▶ How to complete this task:
Leave out every line before the one containing "pub mod service;", and set down that line and the rest through the end of the listing exactly.
======== Data in this exercise ========
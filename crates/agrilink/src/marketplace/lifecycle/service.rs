use std::sync::Arc;

use chrono::Utc;
use tracing::debug;

use super::domain::{
    ApplicationDraft, ApplicationId, ApplicationRequest, BookingDraft, BookingId, BookingRequest,
    DecisionOutcome, EquipmentBooking, JobApplication, OwnerApplicationView, OwnerBookingView,
    RequestStatus, RequesterApplicationView, RequesterBookingView,
};
use super::repository::{
    ApplicationRepository, BookingRepository, JobSummary, ResourceDirectory, TransitionError,
};
use crate::marketplace::identity::{Actor, UserRole};
use crate::marketplace::listings::{JobId, JobStatus};
use crate::marketplace::store::RepositoryError;

/// The request state machine for both resource kinds.
///
/// Creation resolves the counterpart owner; a decision verifies the actor
/// against that owner and then performs the atomic PENDING-to-terminal
/// write. Query methods produce the role-specific joined views.
pub struct LifecycleService<B, A, D> {
    bookings: Arc<B>,
    applications: Arc<A>,
    directory: Arc<D>,
}

impl<B, A, D> LifecycleService<B, A, D>
where
    B: BookingRepository + 'static,
    A: ApplicationRepository + 'static,
    D: ResourceDirectory + 'static,
{
    pub fn new(bookings: Arc<B>, applications: Arc<A>, directory: Arc<D>) -> Self {
        Self {
            bookings,
            applications,
            directory,
        }
    }

    /// Open a booking request against a listing. The seller id is captured
    /// from the listing's owner at this moment.
    pub fn request_booking(
        &self,
        actor: Actor,
        request: BookingRequest,
    ) -> Result<EquipmentBooking, LifecycleError> {
        require_role(actor, UserRole::Farmer)?;
        let listing = self
            .directory
            .equipment_summary(request.equipment_id)?
            .ok_or(LifecycleError::ResourceNotFound)?;

        let booking = self.bookings.insert(BookingDraft {
            equipment_id: listing.id,
            farmer_id: actor.id,
            seller_id: listing.owner_id,
            slot: request.slot,
            price: request.price,
            status: RequestStatus::Pending,
            created_at: Utc::now(),
        })?;

        debug!(booking = %booking.id, farmer = %actor.id, seller = %booking.seller_id, "booking requested");
        Ok(booking)
    }

    /// Apply to an open job. A CLOSED or unknown job is not applicable; a
    /// second PENDING application for the same job is a duplicate.
    pub fn request_application(
        &self,
        actor: Actor,
        request: ApplicationRequest,
    ) -> Result<JobApplication, LifecycleError> {
        require_role(actor, UserRole::Labourer)?;
        let job = self
            .directory
            .job_summary(request.job_id)?
            .ok_or(LifecycleError::ResourceNotFound)?;
        if job.status != JobStatus::Open {
            return Err(LifecycleError::ResourceNotFound);
        }

        let application = self
            .applications
            .insert(ApplicationDraft {
                job_id: job.id,
                labourer_id: actor.id,
                status: RequestStatus::Pending,
                message: request.message,
                created_at: Utc::now(),
            })
            .map_err(|err| match err {
                RepositoryError::Conflict => LifecycleError::DuplicateApplication,
                other => LifecycleError::Repository(other),
            })?;

        debug!(application = %application.id, labourer = %actor.id, job = %job.id, "application submitted");
        Ok(application)
    }

    /// Decide a pending booking. Only the seller who owns the listing may
    /// act, and only while the booking is PENDING.
    pub fn decide_booking(
        &self,
        actor: Actor,
        id: BookingId,
        outcome: DecisionOutcome,
    ) -> Result<EquipmentBooking, LifecycleError> {
        let booking = self
            .bookings
            .fetch(id)?
            .ok_or(LifecycleError::ResourceNotFound)?;
        if booking.seller_id != actor.id {
            return Err(LifecycleError::Forbidden);
        }

        let decided = self.bookings.transition(id, outcome.as_status())?;
        debug!(booking = %decided.id, seller = %actor.id, status = decided.status.label(), "booking decided");
        Ok(decided)
    }

    /// Decide a pending application. The owner is the farmer on the job the
    /// application points at, not a field of the application itself.
    pub fn decide_application(
        &self,
        actor: Actor,
        id: ApplicationId,
        outcome: DecisionOutcome,
    ) -> Result<JobApplication, LifecycleError> {
        let application = self
            .applications
            .fetch(id)?
            .ok_or(LifecycleError::ResourceNotFound)?;
        let job = self
            .directory
            .job_summary(application.job_id)?
            .ok_or(LifecycleError::ResourceNotFound)?;
        if job.farmer_id != actor.id {
            return Err(LifecycleError::Forbidden);
        }

        let decided = self.applications.transition(id, outcome.as_status())?;
        debug!(application = %decided.id, farmer = %actor.id, status = decided.status.label(), "application decided");
        Ok(decided)
    }

    /// The seller's incoming booking queue, joined for display.
    pub fn bookings_for_owner(
        &self,
        actor: Actor,
    ) -> Result<Vec<OwnerBookingView>, LifecycleError> {
        require_role(actor, UserRole::Seller)?;
        let bookings = self.bookings.for_seller(actor.id)?;
        bookings
            .into_iter()
            .map(|booking| self.owner_booking_view(booking))
            .collect()
    }

    /// The farmer's own booking requests, joined for display.
    pub fn bookings_for_requester(
        &self,
        actor: Actor,
    ) -> Result<Vec<RequesterBookingView>, LifecycleError> {
        require_role(actor, UserRole::Farmer)?;
        let bookings = self.bookings.for_farmer(actor.id)?;
        bookings
            .into_iter()
            .map(|booking| {
                let equipment_name = self
                    .directory
                    .equipment_summary(booking.equipment_id)?
                    .map(|listing| listing.name)
                    .unwrap_or_default();
                Ok(RequesterBookingView {
                    id: booking.id,
                    equipment_id: booking.equipment_id,
                    equipment_name,
                    seller_id: booking.seller_id,
                    slot: booking.slot,
                    price: booking.price,
                    status: booking.status,
                    created_at: booking.created_at,
                })
            })
            .collect()
    }

    /// The farmer's incoming applications across all of their jobs.
    pub fn applications_for_owner(
        &self,
        actor: Actor,
    ) -> Result<Vec<OwnerApplicationView>, LifecycleError> {
        require_role(actor, UserRole::Farmer)?;
        let mut views = Vec::new();
        for job in self.directory.jobs_owned_by(actor.id)? {
            for application in self.applications.for_job(job.id)? {
                views.push(self.owner_application_view(application, &job)?);
            }
        }
        Ok(views)
    }

    /// Incoming applications for one job, with the ownership check.
    pub fn applications_for_job(
        &self,
        actor: Actor,
        job_id: JobId,
    ) -> Result<Vec<OwnerApplicationView>, LifecycleError> {
        require_role(actor, UserRole::Farmer)?;
        let job = self
            .directory
            .job_summary(job_id)?
            .ok_or(LifecycleError::ResourceNotFound)?;
        if job.farmer_id != actor.id {
            return Err(LifecycleError::Forbidden);
        }

        self.applications
            .for_job(job.id)?
            .into_iter()
            .map(|application| self.owner_application_view(application, &job))
            .collect()
    }

    /// The labourer's own applications, joined with job terms.
    pub fn applications_for_requester(
        &self,
        actor: Actor,
    ) -> Result<Vec<RequesterApplicationView>, LifecycleError> {
        require_role(actor, UserRole::Labourer)?;
        let applications = self.applications.for_labourer(actor.id)?;
        applications
            .into_iter()
            .map(|application| {
                let job = self.directory.job_summary(application.job_id)?;
                let (job_title, wage, skill_required, location) = match job {
                    Some(job) => (job.title, job.wage, job.skill_required, job.location),
                    None => (String::new(), 0.0, String::new(), String::new()),
                };
                Ok(RequesterApplicationView {
                    id: application.id,
                    job_id: application.job_id,
                    job_title,
                    wage,
                    skill_required,
                    location,
                    message: application.message,
                    status: application.status,
                    created_at: application.created_at,
                })
            })
            .collect()
    }

    fn owner_booking_view(
        &self,
        booking: EquipmentBooking,
    ) -> Result<OwnerBookingView, LifecycleError> {
        let equipment_name = self
            .directory
            .equipment_summary(booking.equipment_id)?
            .map(|listing| listing.name)
            .unwrap_or_default();
        let farmer = self.directory.user_contact(booking.farmer_id)?;
        let (farmer_name, farmer_email) = match farmer {
            Some(contact) => (contact.name, contact.email),
            None => (String::new(), String::new()),
        };
        Ok(OwnerBookingView {
            id: booking.id,
            equipment_id: booking.equipment_id,
            equipment_name,
            farmer_id: booking.farmer_id,
            farmer_name,
            farmer_email,
            slot: booking.slot,
            price: booking.price,
            status: booking.status,
            created_at: booking.created_at,
        })
    }

    fn owner_application_view(
        &self,
        application: JobApplication,
        job: &JobSummary,
    ) -> Result<OwnerApplicationView, LifecycleError> {
        let labourer = self.directory.user_contact(application.labourer_id)?;
        let (labourer_name, labourer_email) = match labourer {
            Some(contact) => (contact.name, contact.email),
            None => (String::new(), String::new()),
        };
        Ok(OwnerApplicationView {
            id: application.id,
            job_id: application.job_id,
            job_title: job.title.clone(),
            labourer_id: application.labourer_id,
            labourer_name,
            labourer_email,
            message: application.message,
            status: application.status,
            created_at: application.created_at,
        })
    }
}

fn require_role(actor: Actor, role: UserRole) -> Result<(), LifecycleError> {
    if actor.role == role {
        Ok(())
    } else {
        Err(LifecycleError::Forbidden)
    }
}

/// Error raised by the lifecycle engine.
#[derive(Debug, thiserror::Error)]
pub enum LifecycleError {
    #[error("resource not found")]
    ResourceNotFound,
    #[error("only the resource owner may act on this request")]
    Forbidden,
    #[error("request is already {}", .current.label())]
    InvalidTransition { current: RequestStatus },
    #[error("a pending application for this job already exists")]
    DuplicateApplication,
    #[error(transparent)]
    Repository(#[from] RepositoryError),
}

impl From<TransitionError> for LifecycleError {
    fn from(value: TransitionError) -> Self {
        match value {
            TransitionError::NotFound => LifecycleError::ResourceNotFound,
            TransitionError::AlreadyDecided { current } => {
                LifecycleError::InvalidTransition { current }
            }
            TransitionError::Unavailable(reason) => {
                LifecycleError::Repository(RepositoryError::Unavailable(reason))
            }
        }
    }
}
//! Labourer work profiles, upserted by their owner.

pub mod domain;
pub mod repository;
pub mod router;
pub mod service;

pub use domain::{LabourerProfile, ProfileDraft};
pub use repository::ProfileRepository;
pub use router::{profiles_router, ProfilesRouterState};
pub use service::{ProfileError, ProfileService};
========
▶ Your solution:
pub mod service;

pub use domain::{LabourerProfile, ProfileDraft};
pub use repository::ProfileRepository;
pub use router::{profiles_router, ProfilesRouterState};
pub use service::{ProfileError, ProfileService};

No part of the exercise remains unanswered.